Dalla metà del secolo le necropoli della Banditaccia e del Sorbo sono
solcate da vie sepolcrali sulle quali affacciano i nuovi dadi costruiti, con
porte corniciate a contrasto cromatico facendo ricorso alla pietra locale
(peperino o macco). La pianta interna che in precedenza vedeva la suddivisione
spaziale in due corpi (uno anteriore e uno posteriore ripartito in tre celle)
sembra ora semplificarsi, come pure i letti funebri scolpiti e decorati della
fase precedente vengono sostituiti da analoghi ma più disadorni giacigli che
preludono alle semplici banchine. In alcuni casi le pareti potevano essere
ornate da lastre di terracotta dipinte, anche con soggetto figurato,
giustapposte a formare un fregio continuo (le cosiddette “lastre Boccanera"
e "lastre Campana", con sfingi affrontate, soggetti mitologici,
processione di personaggi e scene di sacrificio ecc.

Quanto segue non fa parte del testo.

//! Loot table
//!
//! Each row associates an item with the monsters that drop it, its rarity
//! ordinal (1 common .. 10 rarest), and the jobs allowed to receive it.
//! Element-coded slimes bypass this table entirely via the resolver's
//! species overrides.

use foray_core::{JobFlags, LootCandidate};

const TRACKER_JOBS: JobFlags = JobFlags::HUNTER.union(JobFlags::SCOUT);

pub static LOOT: &[LootCandidate] = &[
    // Gray Wolf
    LootCandidate::new("Wolf Pelt", 1, &["Gray Wolf"], JobFlags::ANY),
    LootCandidate::new("Sharp Fang", 4, &["Gray Wolf"], JobFlags::ANY),
    LootCandidate::new("Moonlit Claw", 8, &["Gray Wolf"], TRACKER_JOBS),
    // Marsh Rat
    LootCandidate::new("Rat Tail", 1, &["Marsh Rat"], JobFlags::ANY),
    LootCandidate::new("Murk Whisker", 5, &["Marsh Rat"], JobFlags::ANY),
    // Moor Boar
    LootCandidate::new("Bristle Hide", 2, &["Moor Boar"], JobFlags::ANY),
    LootCandidate::new("Curved Tusk", 5, &["Moor Boar"], JobFlags::ANY),
    // Cinder Jackal
    LootCandidate::new("Singed Fur", 2, &["Cinder Jackal"], JobFlags::ANY),
    LootCandidate::new("Cinder Core", 7, &["Cinder Jackal"], JobFlags::ANY),
    // Basalt Golem
    LootCandidate::new("Basalt Shard", 3, &["Basalt Golem"], JobFlags::ANY),
    LootCandidate::new("Geode Heart", 9, &["Basalt Golem"], JobFlags::ANY),
    // Tarn Wraith
    LootCandidate::new("Wisp Silk", 4, &["Tarn Wraith"], JobFlags::ANY),
    LootCandidate::new("Pale Lantern", 9, &["Tarn Wraith"], JobFlags::ANY),
    // Raid stock - loot normally unreachable, but the table stays complete
    LootCandidate::new("Wyrm Scale", 7, &["Crag Wyrm"], JobFlags::ANY),
    LootCandidate::new("Crown Fragment", 10, &["Hollow King"], JobFlags::ANY),
];
//! Outcome resolution
//!
//! `compute_outcome` is pure: it turns the adjusted roll plus the
//! combatants' stats into an `EncounterOutcome` without touching anything.
//! `apply_outcome` is the only mutating step and runs exactly once per
//! resolution, which is what lets the fated reroll compute twice and apply
//! once with no compensating writes.

use serde::{Deserialize, Serialize};

use crate::actor::{ActorId, ActorState};
use crate::config::ResolverConfig;
use crate::monster::MonsterSpec;
use crate::store::{ActorStore, StoreError};

/// The resolved result of one encounter
#[derive(Debug, Clone, PartialEq, Eq, Serialize, Deserialize)]
pub enum EncounterOutcome {
    /// Nothing was encountered
    NoEncounter,

    /// Blood-moon escalation; resolution belongs to external orchestration
    RaidSignal { monster: String },

    /// The actor prevailed
    Victory {
        roll: u32,
        attack_success: bool,
        defense_success: bool,
        loot_permitted: bool,
    },

    /// The actor was hit but stands
    Damaged { roll: u32, hearts_lost: u32 },

    /// The hit emptied the heart pool
    KnockedOut { roll: u32, hearts_lost: u32 },
}

impl EncounterOutcome {
    /// Hearts this outcome will deduct when applied.
    pub fn hearts_lost(&self) -> u32 {
        match self {
            EncounterOutcome::Damaged { hearts_lost, .. }
            | EncounterOutcome::KnockedOut { hearts_lost, .. } => *hearts_lost,
            _ => 0,
        }
    }

    /// The adjusted roll that produced this outcome, if one was rolled.
    pub fn roll(&self) -> Option<u32> {
        match self {
            EncounterOutcome::Victory { roll, .. }
            | EncounterOutcome::Damaged { roll, .. }
            | EncounterOutcome::KnockedOut { roll, .. } => Some(*roll),
            _ => None,
        }
    }

    /// Whether the loot weigher runs for this outcome.
    pub fn permits_loot(&self) -> bool {
        matches!(
            self,
            EncounterOutcome::Victory {
                loot_permitted: true,
                ..
            }
        )
    }
}

/// Resolve the adjusted roll into an outcome. Pure.
///
/// Decision table, first match wins:
/// 1. roll + defense total clears the defense line -> victory, no loot
/// 2. roll + attack total clears the attack line -> victory with loot
/// 3. roll below the damage line, damage empties the pool -> knocked out
/// 4. roll below the damage line -> damaged
/// 5. otherwise -> victory with loot
///
/// An immune actor never takes the damage rows; they degrade to a lootless
/// victory. Hearts lost are capped at the actor's current pool so a pair of
/// computed outcomes can be compared by the damage each would really apply.
pub fn compute_outcome(
    actor: &ActorState,
    monster: &MonsterSpec,
    final_roll: u32,
    cfg: &ResolverConfig,
) -> EncounterOutcome {
    let curve = &cfg.thresholds;
    let roll = final_roll as i32;

    let defense_success =
        roll + actor.defense_total() > curve.defense_threshold(monster.tier) + monster.attack;
    let attack_success =
        roll + actor.attack_total() >= curve.attack_threshold(monster.tier) + monster.defense;

    if defense_success {
        return EncounterOutcome::Victory {
            roll: final_roll,
            attack_success,
            defense_success: true,
            loot_permitted: false,
        };
    }

    if attack_success {
        return EncounterOutcome::Victory {
            roll: final_roll,
            attack_success: true,
            defense_success: false,
            loot_permitted: true,
        };
    }

    if roll < curve.damage_threshold(monster.tier) {
        if actor.immune {
            return EncounterOutcome::Victory {
                roll: final_roll,
                attack_success: false,
                defense_success: false,
                loot_permitted: false,
            };
        }
        let hearts_lost = curve.hearts_lost(monster.tier, final_roll).min(actor.hearts);
        if hearts_lost >= actor.hearts {
            return EncounterOutcome::KnockedOut {
                roll: final_roll,
                hearts_lost,
            };
        }
        return EncounterOutcome::Damaged {
            roll: final_roll,
            hearts_lost,
        };
    }

    EncounterOutcome::Victory {
        roll: final_roll,
        attack_success: false,
        defense_success: false,
        loot_permitted: true,
    }
}

/// Apply an outcome to the actor's persistent record.
///
/// The single mutating step of a resolution. Knockout marking is idempotent
/// and a knocked-out actor takes no further damage at the store layer.
pub fn apply_outcome(
    store: &mut dyn ActorStore,
    actor: ActorId,
    outcome: &EncounterOutcome,
) -> Result<(), StoreError> {
    match outcome {
        EncounterOutcome::Damaged { hearts_lost, .. } => {
            store.apply_damage(actor, *hearts_lost)?;
            Ok(())
        }
        EncounterOutcome::KnockedOut { hearts_lost, .. } => {
            store.apply_damage(actor, *hearts_lost)?;
            store.set_knocked_out(actor)
        }
        _ => Ok(()),
    }
}
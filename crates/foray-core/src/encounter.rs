//! Encounter selection
//!
//! Filters the monster pool by location and job, gates on the no-encounter
//! chance, then picks a monster - uniformly on a normal night, tier-weighted
//! under a blood moon. Pure over the supplied pool.

use crate::config::ResolverConfig;
use crate::monster::{Job, LocationId, MonsterSpec, ThreatLevel};
use crate::rng::EncounterRng;

/// What the selector decided
#[derive(Debug, Clone, Copy, PartialEq, Eq)]
pub enum Selection<'a> {
    /// Nothing found the actor this time
    NoEncounter,
    /// A monster turned up
    Encounter(&'a MonsterSpec),
    /// Blood-moon escalation: resolution is handed to external orchestration
    Raid(&'a MonsterSpec),
}

/// Monsters from `pool` eligible for this location/job pair.
pub fn eligible_monsters<'a>(
    pool: &'a [MonsterSpec],
    location: LocationId,
    job: Job,
) -> Vec<&'a MonsterSpec> {
    pool.iter()
        .filter(|m| m.roams(location) && m.hunted_by(job))
        .collect()
}

/// Decide whether a monster is encountered and which one.
///
/// An empty eligible pool always yields `NoEncounter`; otherwise the
/// no-encounter gate fires first, then the pick. Under a blood moon the pick
/// is weighted by tier and monsters at or above the raid tier escalate.
pub fn select_encounter<'a>(
    pool: &'a [MonsterSpec],
    location: LocationId,
    job: Job,
    threat: ThreatLevel,
    cfg: &ResolverConfig,
    rng: &mut EncounterRng,
) -> Selection<'a> {
    let eligible = eligible_monsters(pool, location, job);
    if eligible.is_empty() {
        return Selection::NoEncounter;
    }

    if rng.percent(cfg.no_encounter_percent) {
        return Selection::NoEncounter;
    }

    match threat {
        ThreatLevel::Normal => match rng.pick(&eligible) {
            Some(&m) => Selection::Encounter(m),
            None => Selection::NoEncounter,
        },
        ThreatLevel::BloodMoon => {
            // Zero-weighted tiers are never drawn; a pool of only those
            // behaves like no encounter.
            match rng.weighted(&eligible, |m| cfg.blood_moon_weight(m.tier)) {
                Some(&m) if m.tier >= cfg.raid_tier => Selection::Raid(m),
                Some(&m) => Selection::Encounter(m),
                None => Selection::NoEncounter,
            }
        }
    }
}
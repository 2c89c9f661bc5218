//! foray-data: Static reference data for the foray resolver
//!
//! Contains the monster roster, location registry, and loot table.

pub mod locations;
pub mod loot;
pub mod monsters;

pub use locations::{LOCATIONS, find_location, location_by_id};
pub use loot::LOOT;
pub use monsters::MONSTERS;
//! Loot weighing
//!
//! Builds a candidate list for the defeated monster, draws one item by
//! inverse-rarity roulette, sizes the stack by rarity band, and rolls the
//! independent location-tier extras. An empty candidate list means no loot,
//! never an error.

use serde::{Deserialize, Serialize};

use crate::config::ResolverConfig;
use crate::monster::{Job, JobFlags, MonsterSpec};
use crate::rng::EncounterRng;

/// Immutable loot table row
#[derive(Debug, Clone, Copy, PartialEq, Eq)]
pub struct LootCandidate {
    pub item: &'static str,
    /// Rarity ordinal, 1 (common) ..= 10 (rarest)
    pub rarity: u8,
    /// Monsters this item drops from
    pub monsters: &'static [&'static str],
    /// Jobs allowed to receive it
    pub jobs: JobFlags,
}

impl LootCandidate {
    pub const fn new(
        item: &'static str,
        rarity: u8,
        monsters: &'static [&'static str],
        jobs: JobFlags,
    ) -> Self {
        Self {
            item,
            rarity,
            monsters,
            jobs,
        }
    }

    /// Whether this item drops from `monster_name`.
    pub fn drops_from(&self, monster_name: &str) -> bool {
        self.monsters.contains(&monster_name)
    }
}

/// One awarded stack
#[derive(Debug, Clone, PartialEq, Eq, Serialize, Deserialize)]
pub struct LootAward {
    pub item: String,
    pub quantity: u32,
}

/// Element-coded species that always yield their material instead of a
/// weighted draw. Matched by substring against the monster name.
const SPECIES_OVERRIDES: &[(&str, &str)] = &[
    ("Ember Slime", "Ember Residue"),
    ("Frost Slime", "Frost Residue"),
    ("Volt Slime", "Volt Residue"),
];

/// Deterministic substitution for element/size-coded species.
///
/// The size prefix scales the stack: "Elder" yields 3, "Large" 2, plain 1.
fn species_override(monster: &MonsterSpec) -> Option<LootAward> {
    for (pattern, item) in SPECIES_OVERRIDES {
        if monster.name.contains(pattern) {
            let quantity = if monster.name.starts_with("Elder") {
                3
            } else if monster.name.starts_with("Large") {
                2
            } else {
                1
            };
            return Some(LootAward {
                item: (*item).to_string(),
                quantity,
            });
        }
    }
    None
}

/// Stack size for a drawn item. Commons come in handfuls, rares come alone.
fn quantity_for_rarity(rarity: u8, rng: &mut EncounterRng) -> u32 {
    match rarity {
        0..=3 => rng.between(1, 3),
        4..=5 => rng.between(1, 2),
        _ => 1,
    }
}

/// One full weighted draw: item by inverse-rarity roulette, stack by band.
fn draw_one(
    candidates: &[&LootCandidate],
    cfg: &ResolverConfig,
    rng: &mut EncounterRng,
) -> Option<LootAward> {
    let picked = rng.weighted(candidates, |c| cfg.rarity_weight(c.rarity))?;
    Some(LootAward {
        item: picked.item.to_string(),
        quantity: quantity_for_rarity(picked.rarity, rng),
    })
}

/// Weigh out the loot for a defeated monster.
///
/// Higher-tier locations may append one or two extra independently-drawn
/// awards; those are separate draws, not bigger stacks.
pub fn select_loot(
    monster: &MonsterSpec,
    candidates: &[LootCandidate],
    job: Job,
    location_tier: u8,
    cfg: &ResolverConfig,
    rng: &mut EncounterRng,
) -> Vec<LootAward> {
    // Element-coded species short-circuit the weighted path entirely.
    if let Some(award) = species_override(monster) {
        return vec![award];
    }

    let filtered: Vec<&LootCandidate> = candidates
        .iter()
        .filter(|c| c.drops_from(monster.name) && c.jobs.contains(job.flag()))
        .collect();

    let mut awards = Vec::new();
    let Some(primary) = draw_one(&filtered, cfg, rng) else {
        return awards;
    };
    awards.push(primary);

    let mut extra_draws = 0;
    match location_tier {
        2 => {
            if rng.percent(cfg.tier2_extra_percent) {
                extra_draws += 1;
            }
        }
        t if t >= 3 => {
            if rng.percent(cfg.tier3_extra_percent) {
                extra_draws += 1;
            }
            if rng.percent(cfg.tier3_second_extra_percent) {
                extra_draws += 1;
            }
        }
        _ => {}
    }

    for _ in 0..extra_draws {
        if let Some(extra) = draw_one(&filtered, cfg, rng) {
            awards.push(extra);
        }
    }

    awards
}
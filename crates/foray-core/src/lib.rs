//! foray-core: encounter resolution engine
//!
//! This crate contains all resolver logic with no I/O dependencies.
//! It is designed to be pure and testable: the only mutable state flows
//! through the [`store::ActorStore`] seam, and external boost/status state
//! is injected through [`roll::BoostProvider`].
//!
//! Pipeline: encounter selection -> roll adjustment -> outcome computation
//! (pure) -> outcome application (the single mutating step) -> loot weighing.

pub mod actor;
pub mod config;
pub mod encounter;
pub mod error;
pub mod loot;
pub mod monster;
pub mod outcome;
pub mod resolve;
pub mod roll;
pub mod store;

mod rng;

pub use actor::{ActorId, ActorState, Buff, BuffCategory, Debuff};
pub use config::{ResolverConfig, ThresholdCurve};
pub use encounter::{Selection, eligible_monsters, select_encounter};
pub use error::ResolveError;
pub use loot::{LootAward, LootCandidate, select_loot};
pub use monster::{Job, JobFlags, LocationId, LocationSpec, MonsterSpec, ThreatLevel};
pub use outcome::{EncounterOutcome, apply_outcome, compute_outcome};
pub use resolve::{EncounterReport, Resolver};
pub use rng::EncounterRng;
pub use roll::{BoostProvider, NoBoost, RollBreakdown, adjust_roll};
pub use store::{ActorStore, MemoryStore, StoreError};
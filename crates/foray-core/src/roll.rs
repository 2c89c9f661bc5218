//! Roll adjustment
//!
//! Takes the caller's base d100 and applies the modifier chain in fixed
//! order: location-tier bonus, debuff penalty, boost adjustment, clamp.
//! The order is preserved for audit parity with recorded resolutions; the
//! numbers live in `ResolverConfig`. Pure arithmetic, no failure modes.

use chrono::{DateTime, Utc};
use serde::{Deserialize, Serialize};

use crate::actor::{ActorId, ActorState};
use crate::config::ResolverConfig;
use crate::rng::EncounterRng;

/// External boost/status lookup.
///
/// Injected as a trait so the adjuster can be exercised with fakes instead
/// of whatever service owns boost state.
pub trait BoostProvider {
    /// Adjust a raw roll for the actor. May move it either way; the
    /// adjuster clamps afterwards.
    fn adjust_roll(&self, actor: ActorId, raw: i32) -> i32;

    /// Whether the actor currently holds a fated-reroll grant.
    fn grants_reroll(&self, actor: ActorId) -> bool;
}

/// Provider for actors with nothing active.
#[derive(Debug, Clone, Copy, Default)]
pub struct NoBoost;

impl BoostProvider for NoBoost {
    fn adjust_roll(&self, _actor: ActorId, raw: i32) -> i32 {
        raw
    }

    fn grants_reroll(&self, _actor: ActorId) -> bool {
        false
    }
}

/// The roll progression trail for one adjustment pass.
///
/// Kept so callers can render how the base roll became the final one; only
/// `final_roll` feeds the outcome resolver.
#[derive(Debug, Clone, Copy, PartialEq, Eq, Serialize, Deserialize)]
pub struct RollBreakdown {
    /// Caller-supplied base, uniform in [1, 100]
    pub base: u32,
    /// After the location-tier bonus
    pub after_location: i32,
    /// After the debuff penalty; the pre-boost value
    pub pre_boost: i32,
    /// After the boost adjustment, before clamping
    pub post_boost: i32,
    /// Clamped to [1, 100]; what the outcome resolver consumes
    pub final_roll: u32,
}

/// Apply the modifier chain to `base`.
pub fn adjust_roll(
    base: u32,
    actor: &ActorState,
    location_tier: u8,
    now: DateTime<Utc>,
    boost: &dyn BoostProvider,
    cfg: &ResolverConfig,
    rng: &mut EncounterRng,
) -> RollBreakdown {
    // 1. Location-tier bonus: tier 1 adds nothing, higher tiers add an
    //    increasing random bonus.
    let bonus = match location_tier {
        2 => rng.between(1, cfg.tier2_bonus_max),
        t if t >= 3 => rng.between(1, cfg.tier3_bonus_max),
        _ => 0,
    };
    let after_location = base as i32 + bonus as i32;

    // 2. Debuff penalty: scale the running roll down. Strictly worsens any
    //    roll the clamp doesn't already floor.
    let pre_boost = if actor.debuff_active(now) {
        let keep = 100 - cfg.debuff_penalty_percent.min(100) as i32;
        after_location * keep / 100
    } else {
        after_location
    };

    // 3. Externally supplied boost adjustment.
    let post_boost = boost.adjust_roll(actor.id, pre_boost);

    // 4. Clamp to the d100 domain.
    let final_roll = post_boost.clamp(1, 100) as u32;

    RollBreakdown {
        base,
        after_location,
        pre_boost,
        post_boost,
        final_roll,
    }
}
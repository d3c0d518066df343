//! Game session state and the Playing/GameOver/Won state machine
//!
//! One `GameState` is one session. The frame driver owns it and all mutation
//! goes through `tick` and the methods here.

use rand::SeedableRng;
use rand_pcg::Pcg32;
use serde::{Deserialize, Serialize};

use super::collision::{MaskSet, Outcome};
use super::difficulty::DifficultyCurve;
use super::field::{EntityField, Lane};
use super::player::{GravityDir, Player};
use super::spawn::SpawnController;
use crate::tuning::{ConfigError, Tuning};

/// Current phase of the session
#[derive(Debug, Clone, Copy, PartialEq, Eq, Serialize, Deserialize)]
pub enum GamePhase {
    /// Active gameplay
    Playing,
    /// Lost: collected a composite or missed a prime
    GameOver,
    /// Reached the win score
    Won,
}

impl GamePhase {
    /// Terminal phases freeze the simulation until a reset
    pub fn is_over(self) -> bool {
        !matches!(self, GamePhase::Playing)
    }
}

/// Why a run ended in `GameOver`
#[derive(Debug, Clone, Copy, PartialEq, Eq, Serialize, Deserialize)]
pub enum LossReason {
    Composite { value: u32 },
    MissedPrime { value: u32 },
}

/// Things that happened during a frame, for audio/UI/logging collaborators
#[derive(Debug, Clone, Copy, PartialEq, Serialize, Deserialize)]
pub enum GameEvent {
    SpawnedNumber { id: u32, value: u32, prime: bool, lane: Lane },
    SpawnedPowerUp { id: u32, lane: Lane },
    Jumped,
    GravityFlipped { gravity: GravityDir },
    CollectedPrime { value: u32, score: u64 },
    CollectedComposite { value: u32 },
    CollectedPowerUp,
    MissedPrime { value: u32 },
    DifficultyRaised { spawn_interval_ms: u32, max_number: u32 },
    Won { score: u64 },
    GameOver { reason: LossReason, score: u64 },
    Reset,
}

/// Complete session state
#[derive(Debug, Clone)]
pub struct GameState {
    /// Balance and layout this session was created with
    pub tuning: Tuning,
    /// Collision masks rasterized from `tuning`
    pub masks: MaskSet,
    /// Shared RNG stream (survives resets)
    pub rng: Pcg32,
    pub score: u64,
    pub phase: GamePhase,
    pub player: Player,
    pub field: EntityField,
    pub difficulty: DifficultyCurve,
    pub spawner: SpawnController,
    /// Frame clock (ms of Playing time since creation)
    pub clock_ms: f64,
    /// Simulated frame counter
    pub time_ticks: u64,
    /// Events since the driver last drained them
    pub events: Vec<GameEvent>,
}

impl GameState {
    /// Create a session with an RNG seeded from `seed`
    pub fn new(tuning: Tuning, seed: u64) -> Result<Self, ConfigError> {
        Self::with_rng(tuning, Pcg32::seed_from_u64(seed))
    }

    /// Create a session around an existing RNG stream
    pub fn with_rng(tuning: Tuning, rng: Pcg32) -> Result<Self, ConfigError> {
        tuning.validate()?;
        let difficulty = DifficultyCurve::new(&tuning);
        Ok(Self {
            masks: MaskSet::from_tuning(&tuning),
            rng,
            score: 0,
            phase: GamePhase::Playing,
            player: Player::new(&tuning),
            field: EntityField::new(),
            spawner: SpawnController::new(0.0, difficulty.spawn_interval_ms),
            difficulty,
            clock_ms: 0.0,
            time_ticks: 0,
            events: Vec::new(),
            tuning,
        })
    }

    /// Start over: fresh player, empty field, initial difficulty, score 0
    pub fn reset(&mut self) {
        self.score = 0;
        self.phase = GamePhase::Playing;
        self.player = Player::new(&self.tuning);
        self.field.clear();
        self.difficulty.reset();
        self.spawner
            .reschedule(self.clock_ms, self.difficulty.spawn_interval_ms);
        self.events.push(GameEvent::Reset);
        log::info!("Session reset");
    }

    /// Take the events queued since the last drain
    pub fn drain_events(&mut self) -> Vec<GameEvent> {
        std::mem::take(&mut self.events)
    }

    /// Apply one outcome; ignored unless Playing
    ///
    /// Returns false once the session has left Playing so callers can stop
    /// processing the rest of the frame's outcomes.
    pub fn apply(&mut self, outcome: Outcome) -> bool {
        if self.phase != GamePhase::Playing {
            return false;
        }

        match outcome {
            Outcome::CollectPrime { id, value } => {
                self.field.remove(id);
                self.score += value as u64;
                self.events.push(GameEvent::CollectedPrime {
                    value,
                    score: self.score,
                });
                if self.score >= self.tuning.win_score {
                    self.win();
                }
            }
            Outcome::CollectComposite { id, value } => {
                self.field.remove(id);
                self.events.push(GameEvent::CollectedComposite { value });
                self.lose(LossReason::Composite { value });
            }
            Outcome::CollectPowerUp { id } => {
                self.field.remove(id);
                self.player.grant_charge();
                self.events.push(GameEvent::CollectedPowerUp);
            }
            Outcome::MissPrime { value, .. } => {
                self.events.push(GameEvent::MissedPrime { value });
                self.lose(LossReason::MissedPrime { value });
            }
        }

        self.phase == GamePhase::Playing
    }

    /// Apply outcomes in order, stopping at the first one that ends the run
    pub fn apply_all(&mut self, outcomes: impl IntoIterator<Item = Outcome>) {
        for outcome in outcomes {
            if !self.apply(outcome) {
                break;
            }
        }
    }

    fn win(&mut self) {
        self.phase = GamePhase::Won;
        self.events.push(GameEvent::Won { score: self.score });
        log::info!("Won with score {}", self.score);
    }

    fn lose(&mut self, reason: LossReason) {
        self.phase = GamePhase::GameOver;
        self.events.push(GameEvent::GameOver {
            reason,
            score: self.score,
        });
        log::info!("Game over ({:?}) at score {}", reason, self.score);
    }
}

Il nome deriva
rispettivamente dai fratelli Boccanera, i quali nel 1873 circa intrapresero
ricerche alla Banditaccia e dal marchese Campana, che intorno al 1845 fu autore
di importanti scoperte nella stessa necropoli). Analoghi esemplari sono stati
rinvenuti anche nell' area urbana. Appartiene a quest'epoca il celeberrimo
Sarcofago degli Sposi, in terracotta, che riproduce la coppia di coniugi a
banchetto sdraiati sulla kline secondo il costume etrusco. Con l'epoca
tardo-arcaica si preferisce escavare una sola camera, via via più grande,
talora con pilastro centrale: rientra in questa categoria la Tomba delle Colonne
Doriche, con una coppia di colonne a fusto scanalato e capitello riportato
(verso il 500 a.C.). In questo periodo subisce invece una brusca contrazione il
numero di camere funerarie dipinte: un raro caso è rappresentato dalla Tomba
dell' Argilla, nella necropoli della Banditaccia, con danzatori, illusici,
cavalli e centuari.
In epoca
ellenistico-romana (IV-III secolo a.C.), infine, l'evoluzione sembra indirizzata
a maggiorare le dimensioni degli ambienti funerari, forniti di banchina continua
o comunque sui tre lati ove adagiare i defunti, come mostrano le cosiddette
tombe del Comune alla Banditaccia: a ciò si vanno aggiungendo nel tempo i
loculi ricavati nelle pareti. Ancora in epoca tarda a Cerveteri, benche in
misura decisamente minore rispetto a Tarquinia, non si è perduto l'uso di
affrescare le camere funerarie, anche solo con apporti pittorici che ne
sottolineino le componenti architettoniche: proprio nella zona delle Tombe del
Comune sorge la Tomba delle Iscrizioni, detta anche Tomba dei Tarquinii, dal
nome dei titolari del grandioso ipogeo, la famiglia Tarchnas, rami della
quale sono documentati in altre importanti centri dell'Etruria meridionale e
centrale. Nella stessa zona era anche la Tomba del Triclinio, della fine del IV
secolo, caratteristica per il ciclo pittorico con banchettanti, che ricorda
altri celebri ipogei di Tarquinia (Tomba degli Scudi) e Orvieto (Tomba Golini).
Tuttavia l'esempio più originale e maestoso, nel quale pittura e bassorilievo
si fondono mirabilmente, è però costituito dalla celebre Tomba dei Rilievi,
che apparteneva alla gens dei Matunas. Sul fondo è stata ricavata
l'alcova con letto dai piedi sagomati e doppi cuscini (kline) fra colonne
eoliche. La straordinaria unicità dell'ambiente deriva soprattutto dalla gran
copia di oggetti disposti a bassorilievo sui muri e lungo il fusto stesso delle
colonne, come fossero appesi, in origine valorizzati dal colore.
L'alto
tenore sociale dei proprietari di questi ipogei ellenistici è confermato anche
vicina Tomba dei Sarcofagi, della famiglia Apucus, ornata da un fregio di
animali in lotta di ispirazione magno-greca (in particolare tarantina) e così
detta per la presenza di sarcofagi in calcare. Anche un altro complesso
funerario scoperto in tempi relativamente recenti in località Greppe
Sant'Angelo accoglie nella peculiare struttura architettonica echi dalla Grecia
ellenistica: su una corte si affaccia in posizione dominante un doppio monumento
tombale, il cui prospetto era in origine decorato con sculture (Charun/Caronte).
La soluzione prescelta per il soffitto della tomba di sinistra - la volta a
botte - destinata a fecondi sviluppi nell'Etruria centro-settentrionale, è
facilmente riconducibile ai modelli allora in voga in Macedonia, patria di
Filippo e di Alessandro il Grande e sede della dinastia regale.